──────── Data extracts

//! Declarative field tables.
//!
//! Each kind describes its attributes as a list of [`Field`]s. A field knows
//! where its value lives in the Kubernetes object body and how to convert it
//! between the snake_case state document and the camelCase API object, so no
//! kind needs hand-written conversion code.

use base64::{Engine as _, engine::general_purpose::STANDARD};
use inflector::Inflector;
use serde_json::{Map, Value};

use crate::error::{Error, Result};

/// Conversion applied between the state value and the object body value.
#[derive(Debug, Clone, Copy, PartialEq, Eq)]
pub enum Codec {
    /// Copied verbatim.
    Scalar,
    /// String map with keys kept verbatim.
    Map,
    /// String map holding plain text in state and base64 in the object.
    Base64Map,
    /// String map of resource quantities, compared by value (`1000m` equals `1`).
    Quantities,
    /// Structured subtree; keys are converted between snake_case and camelCase.
    Nested,
}

/// How a field takes part in the resource lifecycle.
#[derive(Debug, Clone, Copy, PartialEq, Eq)]
pub enum Mode {
    /// Written on create and update.
    Optional,
    /// Written on create; a change forces replacement.
    ForceNew,
    /// Populated by the server, never written.
    Computed,
}

/// One attribute of a kind: the getter/setter pair for a path in the object body.
#[derive(Debug, Clone, Copy, PartialEq, Eq)]
pub struct Field {
    pub attribute: &'static str,
    pub path: &'static [&'static str],
    pub codec: Codec,
    pub mode: Mode,
}

impl Field {
    pub const fn optional(attribute: &'static str, path: &'static [&'static str], codec: Codec) -> Self {
        Self {
            attribute,
            path,
            codec,
            mode: Mode::Optional,
        }
    }

    pub const fn force_new(attribute: &'static str, path: &'static [&'static str], codec: Codec) -> Self {
        Self {
            attribute,
            path,
            codec,
            mode: Mode::ForceNew,
        }
    }

    pub const fn computed(attribute: &'static str, path: &'static [&'static str], codec: Codec) -> Self {
        Self {
            attribute,
            path,
            codec,
            mode: Mode::Computed,
        }
    }

    pub fn is_writable(&self) -> bool {
        !matches!(self.mode, Mode::Computed)
    }

    /// Read this field from an object body and convert it to its state form.
    pub fn get(&self, body: &Value) -> Result<Option<Value>> {
        let mut current = body;
        for segment in self.path {
            match current.get(segment) {
                Some(next) => current = next,
                None => return Ok(None),
            }
        }
        if current.is_null() {
            return Ok(None);
        }

        let value = match self.codec {
            Codec::Scalar => current.clone(),
            Codec::Map | Codec::Quantities => Value::Object(self.string_map(current)?),
            Codec::Base64Map => {
                let mut decoded = Map::new();
                for (key, value) in self.string_map(current)? {
                    let bytes = STANDARD
                        .decode(value.as_str().unwrap_or_default())
                        .map_err(|e| self.invalid(format!("key {key:?} is not base64: {e}")))?;
                    // Binary payloads decode lossily; `set_if_changed` keeps their wire bytes.
                    let text = String::from_utf8_lossy(&bytes).into_owned();
                    decoded.insert(key, Value::String(text));
                }
                Value::Object(decoded)
            }
            Codec::Nested => convert_keys(current, Case::Snake),
        };
        Ok(Some(value))
    }

    /// Write a state value into an object body. `None` and `null` remove the field.
    pub fn set(&self, body: &mut Value, value: Option<&Value>) -> Result<()> {
        let Some((last, parents)) = self.path.split_last() else {
            return Ok(());
        };

        let value = match value {
            None | Some(Value::Null) => {
                if let Some(parent) = self.walk(body, parents, false)? {
                    parent.remove(*last);
                }
                return Ok(());
            }
            Some(value) => value,
        };

        let encoded = match self.codec {
            Codec::Scalar => value.clone(),
            Codec::Map | Codec::Quantities => Value::Object(self.string_map(value)?),
            Codec::Base64Map => Value::Object(
                self.string_map(value)?
                    .into_iter()
                    .map(|(key, value)| {
                        let text = value.as_str().unwrap_or_default();
                        (key, Value::String(STANDARD.encode(text)))
                    })
                    .collect(),
            ),
            Codec::Nested => convert_keys(value, Case::Camel),
        };

        if let Some(parent) = self.walk(body, parents, true)? {
            parent.insert((*last).to_string(), encoded);
        }
        Ok(())
    }

    /// Whether `proposed` asks for nothing beyond what `prior` already holds.
    ///
    /// Nested subtrees only compare the keys present in `proposed`; anything
    /// else was filled in by the API server. An unset nested attribute is
    /// left to the server entirely. Maps compare exactly, so removing a key
    /// is a change.
    pub fn is_unchanged(&self, prior: Option<&Value>, proposed: Option<&Value>) -> bool {
        match (self.codec, prior, proposed) {
            (Codec::Nested, _, None) => true,
            (Codec::Nested, Some(prior), Some(proposed)) => covers(proposed, prior),
            (Codec::Quantities, Some(Value::Object(prior)), Some(Value::Object(proposed))) => {
                prior.len() == proposed.len()
                    && proposed.iter().all(|(key, value)| {
                        prior
                            .get(key)
                            .is_some_and(|current| same_quantity(current, value))
                    })
            }
            _ => prior == proposed,
        }
    }

    /// Write `planned` into a live object body unless it matches `prior`.
    ///
    /// For base64 maps, entries the change leaves alone keep the live wire
    /// value, so binary data that state only holds lossily is not rewritten.
    pub fn set_if_changed(
        &self,
        body: &mut Value,
        prior: Option<&Value>,
        planned: Option<&Value>,
    ) -> Result<()> {
        if self.is_unchanged(prior, planned) {
            return Ok(());
        }
        let live = match self.codec {
            Codec::Base64Map => self.raw(body).and_then(Value::as_object).cloned(),
            _ => None,
        };
        self.set(body, planned)?;

        let (Some(live), Some(prior), Some(planned)) = (
            live,
            prior.and_then(Value::as_object),
            planned.and_then(Value::as_object),
        ) else {
            return Ok(());
        };
        let Some((last, parents)) = self.path.split_last() else {
            return Ok(());
        };
        let written = self
            .walk(body, parents, false)?
            .and_then(|parent| parent.get_mut(*last))
            .and_then(Value::as_object_mut);
        if let Some(written) = written {
            for (key, value) in written.iter_mut() {
                if let Some(wire) = live.get(key).filter(|_| prior.get(key) == planned.get(key)) {
                    *value = wire.clone();
                }
            }
        }
        Ok(())
    }

    fn raw<'a>(&self, body: &'a Value) -> Option<&'a Value> {
        self.path
            .iter()
            .try_fold(body, |current, segment| current.get(segment))
    }

    fn walk<'a>(
        &self,
        body: &'a mut Value,
        parents: &[&str],
        create: bool,
    ) -> Result<Option<&'a mut Map<String, Value>>> {
        let mut current = body;
        for segment in parents {
            let object = current
                .as_object_mut()
                .ok_or_else(|| self.invalid(format!("cannot descend into {segment:?}")))?;
            if !object.contains_key(*segment) {
                if !create {
                    return Ok(None);
                }
                object.insert((*segment).to_string(), Value::Object(Map::new()));
            }
            current = object
                .get_mut(*segment)
                .ok_or_else(|| self.invalid(format!("missing {segment:?}")))?;
        }
        if current.is_null() && create {
            *current = Value::Object(Map::new());
        }
        match current.as_object_mut() {
            Some(object) => Ok(Some(object)),
            None if create => Err(self.invalid("parent is not an object".to_string())),
            None => Ok(None),
        }
    }

    fn string_map(&self, value: &Value) -> Result<Map<String, Value>> {
        let object = value
            .as_object()
            .ok_or_else(|| self.invalid("must be a map of strings".to_string()))?;
        for (key, value) in object {
            if !value.is_string() {
                return Err(self.invalid(format!("value for key {key:?} must be a string")));
            }
        }
        Ok(object.clone())
    }

    fn invalid(&self, message: String) -> Error {
        Error::InvalidAttribute {
            attribute: self.attribute,
            message,
        }
    }
}
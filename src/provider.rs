use futures::stream::{self, StreamExt};
use kube::Client;
use tracing::{debug, info};

use crate::{
    config::ProviderConfig,
    data_source::DataSource,
    error::{Error, Result},
    kind::{self, KINDS},
    resource::{ResourceHandler, Timeouts},
    retry::RetryPolicy,
    state::State,
};

/// Entry point for resource and data source handlers.
///
/// Owns one client; every handler it returns shares that client, so there is
/// no process-wide connection state.
#[derive(Clone)]
pub struct Provider {
    client: Client,
    retry: RetryPolicy,
    timeouts: Timeouts,
    parallelism: usize,
}

impl Provider {
    /// Use an already configured client.
    pub fn new(client: Client) -> Self {
        Self::with_config(client, &ProviderConfig::default())
    }

    /// Use an already configured client with the provider settings of `config`.
    pub fn with_config(client: Client, config: &ProviderConfig) -> Self {
        Self {
            client,
            retry: config.retry_policy(),
            timeouts: config.timeouts(),
            parallelism: config.parallelism(),
        }
    }

    /// Build the client described by `config` and wrap it.
    pub async fn from_config(config: &ProviderConfig) -> anyhow::Result<Self> {
        let client = config.client().await?;
        info!(
            resources = Self::resource_types().count(),
            data_sources = Self::data_source_types().count(),
            "provider configured"
        );
        Ok(Self::with_config(client, config))
    }

    /// Type names usable as managed resources.
    pub fn resource_types() -> impl Iterator<Item = &'static str> {
        KINDS.iter().filter(|k| k.managed).map(|k| k.type_name)
    }

    /// Type names usable as data sources. Every kind can be read.
    pub fn data_source_types() -> impl Iterator<Item = &'static str> {
        KINDS.iter().map(|k| k.type_name)
    }

    pub fn resource(&self, type_name: &str) -> Result<ResourceHandler> {
        let kind =
            kind::by_type_name(type_name).ok_or_else(|| Error::UnknownType(type_name.to_string()))?;
        Ok(ResourceHandler::new(self.client.clone(), kind)?
            .with_retry(self.retry)
            .with_timeouts(self.timeouts))
    }

    pub fn data_source(&self, type_name: &str) -> Result<DataSource> {
        let kind =
            kind::by_type_name(type_name).ok_or_else(|| Error::UnknownType(type_name.to_string()))?;
        Ok(DataSource::new(self.client.clone(), kind).with_retry(self.retry))
    }

    /// Read many resource instances, at most `parallelism` at a time.
    /// Results are returned in input order.
    pub async fn refresh(&self, instances: &[(&str, State)]) -> Vec<Result<Option<State>>> {
        debug!(count = instances.len(), parallelism = self.parallelism, "refreshing");
        stream::iter(instances)
            .map(|(type_name, state)| async move {
                match self.resource(type_name) {
                    Ok(handler) => handler.read(state).await,
                    Err(error) => Err(error),
                }
            })
            .buffered(self.parallelism)
            .collect()
            .await
    }
}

────────────────

## [Instructions to follow]
Reproduce, character for character, only the lines of the preceding data that start at the line with "removing a key" and end at the line with "(Codec::Nested, Some(prior), Some(proposed))", both included.

## [Problem solution]
    /// left to the server entirely. Maps compare exactly, so removing a key
    /// is a change.
    pub fn is_unchanged(&self, prior: Option<&Value>, proposed: Option<&Value>) -> bool {
        match (self.codec, prior, proposed) {
            (Codec::Nested, _, None) => true,
            (Codec::Nested, Some(prior), Some(proposed)) => covers(proposed, prior),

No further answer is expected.